Eddy Firmin s’intéresse aux politiques de partage du savoir ainsi qu’aux conflits épistémiques qu’ils engendrent chez l’artiste colonisé. Il s’attache ainsi à remédier les codes d’une pratique ancestrale, le Gwoka (entre danse, chant, conte et musique). Cette dernière appartient à une épistémè bossale, soit à une très grande famille de pratique afro-caribéenne édifiée pour résister aux violences coloniales (tels que le Paracumbé, Guineo, Bélè, Calenda, Bomba, Tambú, etc.). Cette nécessité impérieuse de transférer des codes ancestraux vers les récents médiums visuels est dû au fait que ces îles de Guadeloupe et Martinique n’ont pas produites de tradition visuelle à laquelle me référer, cela à cause des interdits de l’esclavage sur un périmètre restreint.

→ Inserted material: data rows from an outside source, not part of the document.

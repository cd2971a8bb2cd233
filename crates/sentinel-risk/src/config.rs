//! Risk configuration.
//!
//! Every cap, window and dwell the safety gates use is configurable here.
//! Defaults match the production settings the system ships with.

use rust_decimal::Decimal;
use serde::{Deserialize, Serialize};

/// Session-risk and emergency-gate configuration.
#[derive(Debug, Clone, Serialize, Deserialize)]
pub struct RiskConfig {
    /// Balance data older than this is a HALT-grade anomaly.
    #[serde(default = "default_balance_stale_secs")]
    pub balance_stale_secs: i64,

    /// Daily realized-loss cap as a fraction of equity.
    #[serde(default = "default_daily_loss_cap_pct")]
    pub daily_loss_cap_pct: Decimal,

    /// Weekly realized-loss cap as a fraction of equity.
    #[serde(default = "default_weekly_loss_cap_pct")]
    pub weekly_loss_cap_pct: Decimal,

    /// Consecutive losing trades that kill the session.
    #[serde(default = "default_loss_streak_kill")]
    pub loss_streak_kill: usize,

    /// 1-minute drop at or below this fraction enters COOLDOWN.
    #[serde(default = "default_drop_1m_cooldown")]
    pub drop_1m_cooldown: Decimal,

    /// 5-minute drop at or below this fraction enters COOLDOWN.
    #[serde(default = "default_drop_5m_cooldown")]
    pub drop_5m_cooldown: Decimal,

    /// 1-minute drop must stay strictly above this to count as recovering.
    #[serde(default = "default_recovery_drop_1m")]
    pub recovery_drop_1m: Decimal,

    /// 5-minute drop must stay strictly above this to count as recovering.
    #[serde(default = "default_recovery_drop_5m")]
    pub recovery_drop_5m: Decimal,

    /// Recovery conditions must hold continuously this long.
    #[serde(default = "default_recovery_dwell_secs")]
    pub recovery_dwell_secs: i64,

    /// Fixed re-entry cooldown applied after COOLDOWN recovery.
    #[serde(default = "default_reentry_cooldown_secs")]
    pub reentry_cooldown_secs: i64,

    /// REST p95 latency at or above this blocks entries (no state change).
    #[serde(default = "default_latency_block_p95_ms")]
    pub latency_block_p95_ms: i64,

    /// Actual/estimated fee ratio above this counts as a spike.
    #[serde(default = "default_fee_spike_ratio")]
    pub fee_spike_ratio: Decimal,

    /// Consecutive spiking fills required to trigger tightening.
    #[serde(default = "default_fee_spike_consecutive")]
    pub fee_spike_consecutive: usize,

    /// How long fee-spike tightening stays active, in hours.
    #[serde(default = "default_fee_tighten_hours")]
    pub fee_tighten_hours: i64,

    /// Multiplier applied to the expected-value gate while tightened.
    #[serde(default = "default_fee_tighten_multiplier")]
    pub fee_tighten_multiplier: Decimal,

    /// Trailing window for slippage history, in seconds.
    #[serde(default = "default_slippage_window_secs")]
    pub slippage_window_secs: i64,

    /// Relative slippage strictly above this is a breach.
    #[serde(default = "default_slippage_breach_pct")]
    pub slippage_breach_pct: Decimal,

    /// Breaches inside the window that escalate to HALT.
    #[serde(default = "default_slippage_halt_count")]
    pub slippage_halt_count: usize,
}

fn default_balance_stale_secs() -> i64 {
    30
}
fn default_daily_loss_cap_pct() -> Decimal {
    Decimal::new(5, 2) // 0.05 = 5%
}
fn default_weekly_loss_cap_pct() -> Decimal {
    Decimal::new(125, 3) // 0.125 = 12.5%
}
fn default_loss_streak_kill() -> usize {
    3
}
fn default_drop_1m_cooldown() -> Decimal {
    Decimal::new(-10, 2) // -0.10
}
fn default_drop_5m_cooldown() -> Decimal {
    Decimal::new(-20, 2) // -0.20
}
fn default_recovery_drop_1m() -> Decimal {
    Decimal::new(-5, 2) // -0.05
}
fn default_recovery_drop_5m() -> Decimal {
    Decimal::new(-10, 2) // -0.10
}
fn default_recovery_dwell_secs() -> i64 {
    300
}
fn default_reentry_cooldown_secs() -> i64 {
    1800
}
fn default_latency_block_p95_ms() -> i64 {
    5000
}
fn default_fee_spike_ratio() -> Decimal {
    Decimal::new(15, 1) // 1.5
}
fn default_fee_spike_consecutive() -> usize {
    2
}
fn default_fee_tighten_hours() -> i64 {
    24
}
fn default_fee_tighten_multiplier() -> Decimal {
    Decimal::new(15, 1) // 1.5
}
fn default_slippage_window_secs() -> i64 {
    600
}
fn default_slippage_breach_pct() -> Decimal {
    Decimal::new(5, 3) // 0.005 = 0.5%
}
fn default_slippage_halt_count() -> usize {
    3
}

impl Default for RiskConfig {
    fn default() -> Self {
        Self {
            balance_stale_secs: default_balance_stale_secs(),
            daily_loss_cap_pct: default_daily_loss_cap_pct(),
            weekly_loss_cap_pct: default_weekly_loss_cap_pct(),
            loss_streak_kill: default_loss_streak_kill(),
            drop_1m_cooldown: default_drop_1m_cooldown(),
            drop_5m_cooldown: default_drop_5m_cooldown(),
            recovery_drop_1m: default_recovery_drop_1m(),
            recovery_drop_5m: default_recovery_drop_5m(),
            recovery_dwell_secs: default_recovery_dwell_secs(),
            reentry_cooldown_secs: default_reentry_cooldown_secs(),
            latency_block_p95_ms: default_latency_block_p95_ms(),
            fee_spike_ratio: default_fee_spike_ratio(),
            fee_spike_consecutive: default_fee_spike_consecutive(),
            fee_tighten_hours: default_fee_tighten_hours(),
            fee_tighten_multiplier: default_fee_tighten_multiplier(),
            slippage_window_secs: default_slippage_window_secs(),
            slippage_breach_pct: default_slippage_breach_pct(),
            slippage_halt_count: default_slippage_halt_count(),
        }
    }
}

/// Connectivity health configuration.
#[derive(Debug, Clone, Serialize, Deserialize)]
pub struct ConnectivityConfig {
    /// Heartbeat older than this marks the stream degraded.
    #[serde(default = "default_heartbeat_stale_ms")]
    pub heartbeat_stale_ms: i64,

    /// Dropped events at or above this mark the stream degraded.
    #[serde(default = "default_max_dropped_events")]
    pub max_dropped_events: u32,

    /// Continuous degraded time that escalates to HALT.
    #[serde(default = "default_degraded_timeout_secs")]
    pub degraded_timeout_secs: i64,

    /// Re-entry cooldown applied after a successful recovery.
    #[serde(default = "default_degraded_reentry_cooldown_secs")]
    pub reentry_cooldown_secs: i64,
}

fn default_heartbeat_stale_ms() -> i64 {
    10_000
}
fn default_max_dropped_events() -> u32 {
    3
}
fn default_degraded_timeout_secs() -> i64 {
    60
}
fn default_degraded_reentry_cooldown_secs() -> i64 {
    300
}

impl Default for ConnectivityConfig {
    fn default() -> Self {
        Self {
            heartbeat_stale_ms: default_heartbeat_stale_ms(),
            max_dropped_events: default_max_dropped_events(),
            degraded_timeout_secs: default_degraded_timeout_secs(),
            reentry_cooldown_secs: default_degraded_reentry_cooldown_secs(),
        }
    }
}

/// Per-stage liquidation-distance limits.
///
/// A stage is the discrete risk tier (sizing/leverage bundle) selected
/// upstream; the gate only needs its distance parameters.
#[derive(Debug, Clone, Serialize, Deserialize)]
pub struct StageLimits {
    /// Which risk tier this instance runs at; recorded in audit records.
    #[serde(default = "default_stage_tier")]
    pub tier: u8,

    /// Stop distance is scaled by this to get the required liq distance.
    #[serde(default = "default_stage_multiplier")]
    pub multiplier: Decimal,

    /// Floor on the required liquidation distance, as a fraction.
    #[serde(default = "default_stage_min_absolute")]
    pub min_absolute: Decimal,
}

fn default_stage_tier() -> u8 {
    1
}
fn default_stage_multiplier() -> Decimal {
    Decimal::new(40, 1) // 4.0
}
fn default_stage_min_absolute() -> Decimal {
    Decimal::new(15, 2) // 0.15
}

impl Default for StageLimits {
    fn default() -> Self {
        Self {
            tier: default_stage_tier(),
            multiplier: default_stage_multiplier(),
            min_absolute: default_stage_min_absolute(),
        }
    }
}

#[cfg(test)]
mod tests {
    use super::*;
    use rust_decimal_macros::dec;

    #[test]
    fn test_defaults_match_shipped_caps() {
        let config = RiskConfig::default();
        assert_eq!(config.daily_loss_cap_pct, dec!(0.05));
        assert_eq!(config.weekly_loss_cap_pct, dec!(0.125));
        assert_eq!(config.loss_streak_kill, 3);
        assert_eq!(config.drop_1m_cooldown, dec!(-0.10));
        assert_eq!(config.drop_5m_cooldown, dec!(-0.20));
        assert_eq!(config.latency_block_p95_ms, 5000);
        assert_eq!(config.slippage_window_secs, 600);
    }

    #[test]
    fn test_stage_defaults() {
        let stage = StageLimits::default();
        assert_eq!(stage.tier, 1);
        assert_eq!(stage.multiplier, dec!(4.0));
        assert_eq!(stage.min_absolute, dec!(0.15));
    }
}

Hormis la résistance, l’un des codes principaux de cette pratique est la lokans. Propre au chanteur/conteur, il a pour but de masquer la résistance des esclaves sous les atours d’un chant plastique mû par une virtuosité technique. La lokans est alors le bouclier de fleurs derrière lequel gronde la guerre, car c’est aussi l’art du double langage. Ainsi, sa pratique, entre autres codes, use de celui-ci. Technicité et esthétique flamboyantes ont pour but de séduire et le discours de fond allié à d’autres types de codes ont pour but de résister aux discours maîtres (dans les arts, comme dans l’espace social). En somme l’artiste tente de rééquilibrer et concilier deux structures de partage du savoir.
Originaire de la caraïbe française (Guadeloupe), Eddy Firmin est Artiste-chercheur. Docteur en Études et Pratiques des Arts de l’Université du Québec à Montréal [Canada] et détenteur d’une maitrise de l’école d’art visuel du Havre-Rouen [France], il est directeur de publication de la revue décoloniale Minorit’Art. Dans ses œuvres, il interroge les logiques transculturelles de son identité ainsi que les rapports de forces qui s’y jouent. Au plan théorique, il travaille à une Méthode Bossale, soit une proposition de décolonisation des imaginaires en art.